-- Records provided follows --
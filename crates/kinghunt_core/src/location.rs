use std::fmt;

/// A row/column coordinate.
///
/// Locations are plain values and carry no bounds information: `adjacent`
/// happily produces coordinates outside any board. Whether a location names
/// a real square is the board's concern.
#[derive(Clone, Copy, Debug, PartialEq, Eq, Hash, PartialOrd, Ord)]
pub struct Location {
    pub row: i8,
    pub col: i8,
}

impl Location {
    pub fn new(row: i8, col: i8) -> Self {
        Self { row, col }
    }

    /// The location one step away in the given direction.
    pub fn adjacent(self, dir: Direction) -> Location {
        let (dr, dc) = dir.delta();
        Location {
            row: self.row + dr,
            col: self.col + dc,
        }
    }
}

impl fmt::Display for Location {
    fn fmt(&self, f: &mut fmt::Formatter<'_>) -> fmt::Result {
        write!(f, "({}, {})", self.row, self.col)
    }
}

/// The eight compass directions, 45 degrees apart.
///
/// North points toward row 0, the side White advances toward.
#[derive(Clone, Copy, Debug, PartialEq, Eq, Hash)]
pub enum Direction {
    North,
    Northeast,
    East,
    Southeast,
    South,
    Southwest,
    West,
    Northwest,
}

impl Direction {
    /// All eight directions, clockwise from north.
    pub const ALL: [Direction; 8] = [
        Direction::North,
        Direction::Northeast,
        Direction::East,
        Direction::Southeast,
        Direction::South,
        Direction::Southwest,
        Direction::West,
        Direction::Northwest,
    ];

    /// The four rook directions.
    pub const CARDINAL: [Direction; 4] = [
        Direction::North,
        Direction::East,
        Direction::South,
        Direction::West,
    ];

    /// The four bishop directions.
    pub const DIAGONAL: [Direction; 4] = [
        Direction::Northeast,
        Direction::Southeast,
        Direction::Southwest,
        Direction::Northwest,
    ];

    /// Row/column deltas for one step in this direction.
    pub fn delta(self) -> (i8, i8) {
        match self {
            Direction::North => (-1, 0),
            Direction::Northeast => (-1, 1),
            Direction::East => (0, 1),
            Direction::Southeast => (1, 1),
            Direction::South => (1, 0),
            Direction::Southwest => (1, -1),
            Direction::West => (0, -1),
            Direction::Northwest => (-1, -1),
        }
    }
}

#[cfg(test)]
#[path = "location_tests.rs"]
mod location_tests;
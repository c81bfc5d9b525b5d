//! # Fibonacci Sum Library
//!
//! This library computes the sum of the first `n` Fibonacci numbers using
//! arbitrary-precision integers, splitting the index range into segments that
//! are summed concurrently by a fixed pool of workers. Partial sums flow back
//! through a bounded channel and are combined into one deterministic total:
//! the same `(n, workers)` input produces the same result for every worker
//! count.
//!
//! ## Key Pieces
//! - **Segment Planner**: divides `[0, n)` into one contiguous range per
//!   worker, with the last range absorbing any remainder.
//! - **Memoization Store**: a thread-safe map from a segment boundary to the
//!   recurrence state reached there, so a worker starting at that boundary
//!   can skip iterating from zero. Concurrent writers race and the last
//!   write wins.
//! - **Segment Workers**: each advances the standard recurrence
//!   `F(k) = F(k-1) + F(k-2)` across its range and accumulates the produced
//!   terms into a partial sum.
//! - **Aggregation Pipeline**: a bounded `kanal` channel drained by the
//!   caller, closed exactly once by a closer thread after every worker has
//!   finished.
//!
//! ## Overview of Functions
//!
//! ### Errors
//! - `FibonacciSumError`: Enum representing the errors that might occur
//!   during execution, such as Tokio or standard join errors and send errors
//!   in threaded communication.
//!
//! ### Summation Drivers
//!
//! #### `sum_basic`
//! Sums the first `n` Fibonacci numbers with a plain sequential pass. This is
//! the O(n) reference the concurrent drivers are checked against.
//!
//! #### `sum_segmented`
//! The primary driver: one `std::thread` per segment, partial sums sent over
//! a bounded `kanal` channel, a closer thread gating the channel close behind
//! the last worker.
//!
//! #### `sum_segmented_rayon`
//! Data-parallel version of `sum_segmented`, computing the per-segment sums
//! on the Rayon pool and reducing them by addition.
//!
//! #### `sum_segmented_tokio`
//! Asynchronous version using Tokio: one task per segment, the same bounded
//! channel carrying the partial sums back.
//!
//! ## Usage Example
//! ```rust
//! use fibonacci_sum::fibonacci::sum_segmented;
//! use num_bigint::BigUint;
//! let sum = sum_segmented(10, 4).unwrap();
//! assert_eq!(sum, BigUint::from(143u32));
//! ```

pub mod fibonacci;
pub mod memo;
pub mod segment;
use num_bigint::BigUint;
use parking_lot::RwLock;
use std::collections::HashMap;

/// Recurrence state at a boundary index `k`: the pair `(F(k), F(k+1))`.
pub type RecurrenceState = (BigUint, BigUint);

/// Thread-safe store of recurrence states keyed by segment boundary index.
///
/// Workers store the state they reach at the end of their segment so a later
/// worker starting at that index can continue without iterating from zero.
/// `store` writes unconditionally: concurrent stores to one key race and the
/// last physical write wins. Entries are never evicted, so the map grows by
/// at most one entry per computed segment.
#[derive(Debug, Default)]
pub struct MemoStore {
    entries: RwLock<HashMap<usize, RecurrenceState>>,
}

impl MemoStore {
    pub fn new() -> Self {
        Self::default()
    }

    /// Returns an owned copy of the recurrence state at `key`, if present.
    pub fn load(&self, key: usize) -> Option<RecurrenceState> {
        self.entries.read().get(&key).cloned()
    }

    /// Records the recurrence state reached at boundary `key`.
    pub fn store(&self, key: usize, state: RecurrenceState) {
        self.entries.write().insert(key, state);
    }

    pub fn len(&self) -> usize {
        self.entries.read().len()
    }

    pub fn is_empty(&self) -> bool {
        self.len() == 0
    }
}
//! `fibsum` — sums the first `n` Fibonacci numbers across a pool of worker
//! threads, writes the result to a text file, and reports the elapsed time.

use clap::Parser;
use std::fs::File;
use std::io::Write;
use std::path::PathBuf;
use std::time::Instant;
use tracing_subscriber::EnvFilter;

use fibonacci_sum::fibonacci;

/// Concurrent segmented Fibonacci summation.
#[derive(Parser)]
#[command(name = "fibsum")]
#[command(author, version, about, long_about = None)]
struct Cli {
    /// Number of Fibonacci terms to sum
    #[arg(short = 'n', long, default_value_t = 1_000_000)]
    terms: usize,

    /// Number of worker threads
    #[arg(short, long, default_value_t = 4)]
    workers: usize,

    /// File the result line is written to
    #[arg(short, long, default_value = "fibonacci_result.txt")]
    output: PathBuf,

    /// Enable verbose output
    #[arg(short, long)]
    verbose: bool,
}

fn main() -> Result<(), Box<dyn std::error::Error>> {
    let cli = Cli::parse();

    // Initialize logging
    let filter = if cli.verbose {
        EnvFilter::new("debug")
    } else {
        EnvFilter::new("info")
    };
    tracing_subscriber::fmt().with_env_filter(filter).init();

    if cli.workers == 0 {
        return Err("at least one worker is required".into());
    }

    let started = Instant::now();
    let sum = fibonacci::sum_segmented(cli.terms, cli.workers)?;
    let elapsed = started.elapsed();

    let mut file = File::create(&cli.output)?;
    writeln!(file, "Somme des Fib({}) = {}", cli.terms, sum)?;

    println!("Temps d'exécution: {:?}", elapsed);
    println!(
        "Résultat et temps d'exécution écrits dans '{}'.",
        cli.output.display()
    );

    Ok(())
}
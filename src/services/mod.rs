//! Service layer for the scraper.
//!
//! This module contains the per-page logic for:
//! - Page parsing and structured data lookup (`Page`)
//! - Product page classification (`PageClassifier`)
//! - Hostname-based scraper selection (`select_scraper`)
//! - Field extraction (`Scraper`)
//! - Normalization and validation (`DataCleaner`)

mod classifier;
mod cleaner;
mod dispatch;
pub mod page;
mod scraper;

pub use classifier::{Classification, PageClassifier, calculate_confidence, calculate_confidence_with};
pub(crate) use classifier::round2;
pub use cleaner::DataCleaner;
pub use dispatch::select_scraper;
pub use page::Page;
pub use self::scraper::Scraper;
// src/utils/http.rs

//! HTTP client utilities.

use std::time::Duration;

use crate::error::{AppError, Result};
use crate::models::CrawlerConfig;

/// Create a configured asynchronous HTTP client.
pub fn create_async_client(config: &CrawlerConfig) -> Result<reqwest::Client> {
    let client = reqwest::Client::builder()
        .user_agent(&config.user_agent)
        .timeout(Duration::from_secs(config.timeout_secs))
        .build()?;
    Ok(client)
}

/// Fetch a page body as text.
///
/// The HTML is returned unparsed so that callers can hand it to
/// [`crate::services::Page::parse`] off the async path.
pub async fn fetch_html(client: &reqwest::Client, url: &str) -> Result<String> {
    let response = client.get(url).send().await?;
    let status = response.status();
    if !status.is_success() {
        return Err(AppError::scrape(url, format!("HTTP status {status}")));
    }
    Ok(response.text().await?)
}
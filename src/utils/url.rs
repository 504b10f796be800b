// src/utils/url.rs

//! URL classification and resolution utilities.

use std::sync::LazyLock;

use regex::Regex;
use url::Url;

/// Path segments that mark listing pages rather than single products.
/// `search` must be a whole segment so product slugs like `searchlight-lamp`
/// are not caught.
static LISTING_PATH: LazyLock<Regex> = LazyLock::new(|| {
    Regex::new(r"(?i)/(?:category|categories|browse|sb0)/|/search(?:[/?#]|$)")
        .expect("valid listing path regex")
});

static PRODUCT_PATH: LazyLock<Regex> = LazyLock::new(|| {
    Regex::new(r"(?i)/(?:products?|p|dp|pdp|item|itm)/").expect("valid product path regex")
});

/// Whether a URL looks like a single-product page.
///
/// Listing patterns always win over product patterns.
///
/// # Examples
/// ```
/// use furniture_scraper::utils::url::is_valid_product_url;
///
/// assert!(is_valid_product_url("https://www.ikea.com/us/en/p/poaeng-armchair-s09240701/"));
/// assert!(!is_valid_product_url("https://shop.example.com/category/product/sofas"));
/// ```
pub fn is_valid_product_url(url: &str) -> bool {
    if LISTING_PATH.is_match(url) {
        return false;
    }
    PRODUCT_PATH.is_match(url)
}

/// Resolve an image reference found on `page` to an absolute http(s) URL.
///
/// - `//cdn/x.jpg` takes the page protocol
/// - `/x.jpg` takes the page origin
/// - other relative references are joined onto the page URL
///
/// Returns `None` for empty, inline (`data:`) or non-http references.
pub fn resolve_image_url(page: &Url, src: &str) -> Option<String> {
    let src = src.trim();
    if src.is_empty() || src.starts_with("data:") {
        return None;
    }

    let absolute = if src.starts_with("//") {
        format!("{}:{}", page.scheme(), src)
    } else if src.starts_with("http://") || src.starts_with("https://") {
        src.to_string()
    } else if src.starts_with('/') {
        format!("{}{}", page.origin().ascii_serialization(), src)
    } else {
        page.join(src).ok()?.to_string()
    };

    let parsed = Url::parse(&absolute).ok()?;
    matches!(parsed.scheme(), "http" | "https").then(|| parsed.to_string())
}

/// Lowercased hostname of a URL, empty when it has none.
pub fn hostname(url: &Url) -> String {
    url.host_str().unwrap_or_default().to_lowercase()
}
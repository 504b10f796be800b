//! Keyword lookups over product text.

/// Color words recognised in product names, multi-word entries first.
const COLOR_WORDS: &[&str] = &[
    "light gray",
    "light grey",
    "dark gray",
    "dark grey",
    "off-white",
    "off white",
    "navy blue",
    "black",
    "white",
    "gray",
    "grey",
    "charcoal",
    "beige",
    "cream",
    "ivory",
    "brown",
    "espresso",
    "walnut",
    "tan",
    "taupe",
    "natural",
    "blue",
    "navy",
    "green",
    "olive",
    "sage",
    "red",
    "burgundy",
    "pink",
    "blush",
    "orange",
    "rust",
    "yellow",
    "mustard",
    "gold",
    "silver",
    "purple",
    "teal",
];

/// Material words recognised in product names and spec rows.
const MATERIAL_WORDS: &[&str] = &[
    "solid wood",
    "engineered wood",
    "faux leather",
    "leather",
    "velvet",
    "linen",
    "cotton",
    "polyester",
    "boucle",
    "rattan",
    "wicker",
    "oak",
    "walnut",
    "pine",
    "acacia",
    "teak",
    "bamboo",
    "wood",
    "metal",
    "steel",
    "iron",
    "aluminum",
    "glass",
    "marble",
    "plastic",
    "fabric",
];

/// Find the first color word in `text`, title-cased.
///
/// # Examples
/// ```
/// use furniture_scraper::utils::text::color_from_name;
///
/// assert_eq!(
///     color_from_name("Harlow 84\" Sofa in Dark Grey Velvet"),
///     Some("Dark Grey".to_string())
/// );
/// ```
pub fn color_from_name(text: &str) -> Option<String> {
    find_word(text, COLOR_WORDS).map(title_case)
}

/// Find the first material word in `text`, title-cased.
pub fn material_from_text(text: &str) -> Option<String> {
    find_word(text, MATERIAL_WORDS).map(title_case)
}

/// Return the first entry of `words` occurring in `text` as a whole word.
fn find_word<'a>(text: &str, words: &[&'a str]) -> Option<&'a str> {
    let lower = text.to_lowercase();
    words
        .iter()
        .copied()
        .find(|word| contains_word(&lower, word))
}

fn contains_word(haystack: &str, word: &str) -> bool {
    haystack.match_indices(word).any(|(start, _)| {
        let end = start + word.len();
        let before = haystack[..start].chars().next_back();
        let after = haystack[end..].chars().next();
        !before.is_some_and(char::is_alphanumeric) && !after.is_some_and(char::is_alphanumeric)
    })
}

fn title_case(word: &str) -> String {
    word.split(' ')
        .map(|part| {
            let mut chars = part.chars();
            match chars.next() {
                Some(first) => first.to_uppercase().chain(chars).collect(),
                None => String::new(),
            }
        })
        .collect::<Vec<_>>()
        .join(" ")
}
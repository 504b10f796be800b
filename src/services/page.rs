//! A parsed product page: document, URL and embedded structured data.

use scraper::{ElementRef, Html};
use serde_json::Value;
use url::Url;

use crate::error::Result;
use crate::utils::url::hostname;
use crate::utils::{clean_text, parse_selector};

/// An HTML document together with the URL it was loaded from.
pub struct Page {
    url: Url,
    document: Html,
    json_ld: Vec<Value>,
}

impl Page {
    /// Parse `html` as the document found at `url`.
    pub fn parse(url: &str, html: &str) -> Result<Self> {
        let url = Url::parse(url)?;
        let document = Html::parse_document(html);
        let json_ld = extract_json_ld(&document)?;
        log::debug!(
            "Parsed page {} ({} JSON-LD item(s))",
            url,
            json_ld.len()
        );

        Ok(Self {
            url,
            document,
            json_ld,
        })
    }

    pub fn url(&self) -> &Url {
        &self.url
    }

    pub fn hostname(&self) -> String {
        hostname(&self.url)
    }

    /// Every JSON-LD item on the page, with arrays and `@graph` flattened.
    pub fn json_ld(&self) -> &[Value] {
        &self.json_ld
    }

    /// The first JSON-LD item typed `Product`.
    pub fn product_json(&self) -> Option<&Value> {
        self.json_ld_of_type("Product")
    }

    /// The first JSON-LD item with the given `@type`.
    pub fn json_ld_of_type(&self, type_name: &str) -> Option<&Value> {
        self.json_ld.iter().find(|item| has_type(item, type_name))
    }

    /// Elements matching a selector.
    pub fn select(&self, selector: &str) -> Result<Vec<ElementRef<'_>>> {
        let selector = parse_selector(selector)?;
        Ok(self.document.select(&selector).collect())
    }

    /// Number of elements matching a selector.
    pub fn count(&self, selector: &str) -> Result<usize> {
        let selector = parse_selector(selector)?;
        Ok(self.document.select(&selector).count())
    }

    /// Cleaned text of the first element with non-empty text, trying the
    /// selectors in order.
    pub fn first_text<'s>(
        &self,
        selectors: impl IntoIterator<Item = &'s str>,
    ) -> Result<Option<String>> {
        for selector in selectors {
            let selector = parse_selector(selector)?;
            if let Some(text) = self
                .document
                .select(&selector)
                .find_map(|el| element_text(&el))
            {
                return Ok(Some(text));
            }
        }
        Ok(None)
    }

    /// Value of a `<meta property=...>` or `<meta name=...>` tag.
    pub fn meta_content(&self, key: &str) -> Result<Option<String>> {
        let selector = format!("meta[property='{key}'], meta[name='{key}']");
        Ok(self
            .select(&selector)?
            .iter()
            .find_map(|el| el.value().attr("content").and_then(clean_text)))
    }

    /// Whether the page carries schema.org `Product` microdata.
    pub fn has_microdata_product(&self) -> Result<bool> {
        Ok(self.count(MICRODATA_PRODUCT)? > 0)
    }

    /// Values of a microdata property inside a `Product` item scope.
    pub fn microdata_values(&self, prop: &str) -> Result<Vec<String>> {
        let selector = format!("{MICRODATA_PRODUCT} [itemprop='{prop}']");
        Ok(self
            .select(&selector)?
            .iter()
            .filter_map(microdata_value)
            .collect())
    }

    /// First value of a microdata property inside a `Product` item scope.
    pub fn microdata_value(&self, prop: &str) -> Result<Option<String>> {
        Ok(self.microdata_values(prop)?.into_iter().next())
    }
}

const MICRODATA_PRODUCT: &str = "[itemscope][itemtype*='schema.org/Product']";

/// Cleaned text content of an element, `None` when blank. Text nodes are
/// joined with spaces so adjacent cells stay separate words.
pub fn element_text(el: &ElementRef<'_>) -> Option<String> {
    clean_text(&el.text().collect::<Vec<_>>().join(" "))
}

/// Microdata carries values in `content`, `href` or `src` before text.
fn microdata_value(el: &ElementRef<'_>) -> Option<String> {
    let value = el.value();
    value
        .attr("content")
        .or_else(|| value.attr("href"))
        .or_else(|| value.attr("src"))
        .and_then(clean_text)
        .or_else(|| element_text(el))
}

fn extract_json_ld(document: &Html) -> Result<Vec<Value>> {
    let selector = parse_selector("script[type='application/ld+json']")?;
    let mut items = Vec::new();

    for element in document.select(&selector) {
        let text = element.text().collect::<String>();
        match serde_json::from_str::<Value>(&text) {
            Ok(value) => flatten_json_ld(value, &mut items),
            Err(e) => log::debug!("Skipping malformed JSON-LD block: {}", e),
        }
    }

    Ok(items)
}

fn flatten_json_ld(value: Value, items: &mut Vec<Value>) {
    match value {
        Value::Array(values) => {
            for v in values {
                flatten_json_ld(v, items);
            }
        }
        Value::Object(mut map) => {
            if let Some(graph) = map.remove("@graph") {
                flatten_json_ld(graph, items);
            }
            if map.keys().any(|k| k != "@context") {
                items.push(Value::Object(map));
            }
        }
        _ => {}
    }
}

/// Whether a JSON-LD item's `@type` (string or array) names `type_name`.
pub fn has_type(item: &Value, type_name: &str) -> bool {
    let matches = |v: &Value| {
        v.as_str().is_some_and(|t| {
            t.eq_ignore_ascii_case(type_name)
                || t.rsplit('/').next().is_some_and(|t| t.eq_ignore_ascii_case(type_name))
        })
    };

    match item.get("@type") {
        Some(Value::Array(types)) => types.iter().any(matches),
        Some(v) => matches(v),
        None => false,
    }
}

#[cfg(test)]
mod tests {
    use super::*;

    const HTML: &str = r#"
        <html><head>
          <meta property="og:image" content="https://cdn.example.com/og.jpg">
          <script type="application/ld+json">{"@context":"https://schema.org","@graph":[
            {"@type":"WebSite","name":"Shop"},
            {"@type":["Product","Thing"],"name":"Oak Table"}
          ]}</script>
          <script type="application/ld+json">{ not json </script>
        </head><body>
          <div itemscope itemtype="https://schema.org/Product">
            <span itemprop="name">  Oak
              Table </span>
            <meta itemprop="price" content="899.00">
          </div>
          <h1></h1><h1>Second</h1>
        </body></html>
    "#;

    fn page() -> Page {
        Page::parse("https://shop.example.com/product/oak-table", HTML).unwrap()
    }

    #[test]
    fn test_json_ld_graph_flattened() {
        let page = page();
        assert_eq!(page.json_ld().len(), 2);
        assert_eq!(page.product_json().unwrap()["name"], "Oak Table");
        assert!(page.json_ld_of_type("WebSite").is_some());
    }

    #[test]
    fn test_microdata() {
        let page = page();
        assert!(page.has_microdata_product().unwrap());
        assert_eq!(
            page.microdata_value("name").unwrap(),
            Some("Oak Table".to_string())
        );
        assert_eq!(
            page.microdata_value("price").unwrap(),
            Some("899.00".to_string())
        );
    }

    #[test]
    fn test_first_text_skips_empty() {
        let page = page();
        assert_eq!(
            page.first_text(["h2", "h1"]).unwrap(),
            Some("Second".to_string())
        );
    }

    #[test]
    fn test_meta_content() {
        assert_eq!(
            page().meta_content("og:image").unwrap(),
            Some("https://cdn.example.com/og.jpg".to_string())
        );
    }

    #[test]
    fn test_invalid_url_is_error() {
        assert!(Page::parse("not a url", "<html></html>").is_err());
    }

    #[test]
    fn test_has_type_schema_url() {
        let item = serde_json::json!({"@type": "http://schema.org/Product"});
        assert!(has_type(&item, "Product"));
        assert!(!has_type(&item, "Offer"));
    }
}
-- Records provided concluded --
● Directions for this task
Answer with a single number: the count of lines in the entries that hold the word "writes".

● Output
2